Configuring IP Masquerading
Introduction to IP Masquerading
Simply put, IP masquerading is the process of disguising the source IP of Pod traffic leaving the cluster as the node IP (SNAT). This is typically used in scenarios where the Pod IP cannot be directly routed outside the cluster, but traffic still needs to be accessible externally.
VPC-CNI Mostly Does Not Require IP Masquerading
In TKE VPC-CNI network mode, Pod IPs use VPC IPs, which are the same as node IPs and can be directly routed within the VPC. After connecting with other VPCs or other clouds (such as AWS) through cloud networking, Pod IPs can also be directly routed. Additionally, it also supports NAT gateways, allowing Pods to access the public internet through NAT gateways.
Therefore, in most scenarios, we don't need to enable IP masquerading. The default installation method provided in Installing Cilium also disables Cilium's IP masquerading function (--set enableIPv4Masquerade=false).
When is IP Masquerading Needed?
You can enable Cilium's IP masquerading function in the following scenarios:
- Want Pods to utilize the node's public bandwidth to access the public internet.
- Pods need to call certain Tencent Cloud interfaces that authenticate based on node IP, such as CVM metadata interface.
- When interconnecting across VPCs or across clouds, the network segments overlap, but Node IPs can communicate with each other.
Cilium's IP Masquerading Function Introduction
Cilium enables IP masquerading by default, and requires explicit configuration to disable it with --set enableIPv4Masquerade=false.
The default behavior is that as long as the destination IP is not on the local machine, it will be SNATed to the node IP. Typically, Pod IPs are routable within the cluster. If all Pod IPs are within a fixed network segment, you can configure ipv4NativeRoutingCIDR to only masquerade IP communications outside that segment.
eBPF vs iptables
Cilium supports both eBPF and iptables implementations for IP masquerading. In TKE environments, you need to use the eBPF implementation.
The eBPF implementation also has two usage methods:
- Configure
ipv4NativeRoutingCIDRto avoid SNAT for a single CIDR. - Enable the eBPF version of ipMasqAgent implementation, which can be configured to avoid SNAT for multiple CIDRs.

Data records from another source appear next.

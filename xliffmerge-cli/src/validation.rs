use std::{fs::File, path::Path};

use tracing::warn;
use xliffmerge::formats::{FormatType, infer_format_from_extension};

/// Validate file path exists and is readable
pub fn validate_file_path(path: &str) -> Result<(), String> {
    let path_obj = Path::new(path);

    if !path_obj.exists() {
        return Err(format!("File does not exist: {}", path));
    }

    if !path_obj.is_file() {
        return Err(format!("Path is not a file: {}", path));
    }

    if let Err(e) = File::open(path_obj) {
        return Err(format!("Cannot read file: {}: {}", path, e));
    }

    Ok(())
}

/// Warn when a file's extension suggests a different format than the one
/// it is passed as. Content decides, so this never fails.
pub fn check_extension(path: &str, expected: FormatType) {
    match infer_format_from_extension(path) {
        Some(found) if found == expected => {}
        Some(found) => warn!(
            path,
            %expected,
            %found,
            "input file extension suggests a different format"
        ),
        None => warn!(path, %expected, "cannot infer format from extension"),
    }
}

/// Validate both merge inputs before anything is parsed.
pub fn validate_inputs(xliff: &str, po: &str) -> Result<(), String> {
    validate_file_path(xliff)?;
    validate_file_path(po)?;
    check_extension(xliff, FormatType::Xliff);
    check_extension(po, FormatType::Po);
    Ok(())
}
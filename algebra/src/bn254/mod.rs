/// The number of bytes for a scalar value over BN254.
pub const BN254_SCALAR_LEN: usize = 32;

/// The number of bytes of a G1 point in the compressed gnark encoding.
pub const BN254_G1_COMPRESSED_LEN: usize = 32;

/// The number of bytes of a G1 point in the raw (uncompressed) gnark encoding.
pub const BN254_G1_RAW_LEN: usize = 64;

mod fr;
pub use fr::*;

mod g1;
pub use g1::*;

mod g2;
pub use g2::*;

mod gt;
pub use gt::*;

mod pairing;
pub use pairing::*;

Tencent Cloud VPC supports adding secondary CIDRs to extend the VPC's CIDR range. Pod IPs in the same cluster may therefore belong to different large internal network segments (e.g., Pod A's IP is 172.x.x.x, while Pod B's IP is 10.x.x.x). Additionally, if you plan to interconnect with Kubernetes clusters on other clouds (such as AWS EKS clusters), the Pod IPs used by both clusters may also belong to different large internal network segments.
Therefore, if you need to enable IP masquerading, it's recommended to use Cilium's built-in eBPF version of ipMasqAgent.
How to Enable IP Masquerading?
You can enable it with the following command:
helm upgrade cilium cilium/cilium --version 1.18.3 \
--namespace kube-system \
--reuse-values \
--set enableIPv4Masquerade=true \
--set bpf.masquerade=true \
--set ipMasqAgent.enabled=true \
--set ipMasqAgent.config.masqLinkLocal=true
If you're adjusting the configuration of an already installed Cilium, existing nodes need to restart cilium-agent for the changes to take effect:
kubectl -n kube-system rollout restart daemonset cilium
Here's a values.yaml file containing explanations of the relevant parameters:
# Enable Cilium's IP MASQUERADE function
enableIPv4Masquerade: true
bpf:
# Cilium's IP MASQUERADE function has both bpf and iptables versions. In TKE environments, you need to use the bpf version. Reference: https://docs.cilium.io/en/stable/network/concepts/masquerading/
masquerade: true
ipMasqAgent:
# Use Cilium's eBPF-based ipMasqAgent to control IP MASQUERADE, which supports configuring multiple CIDR segments to avoid SNAT.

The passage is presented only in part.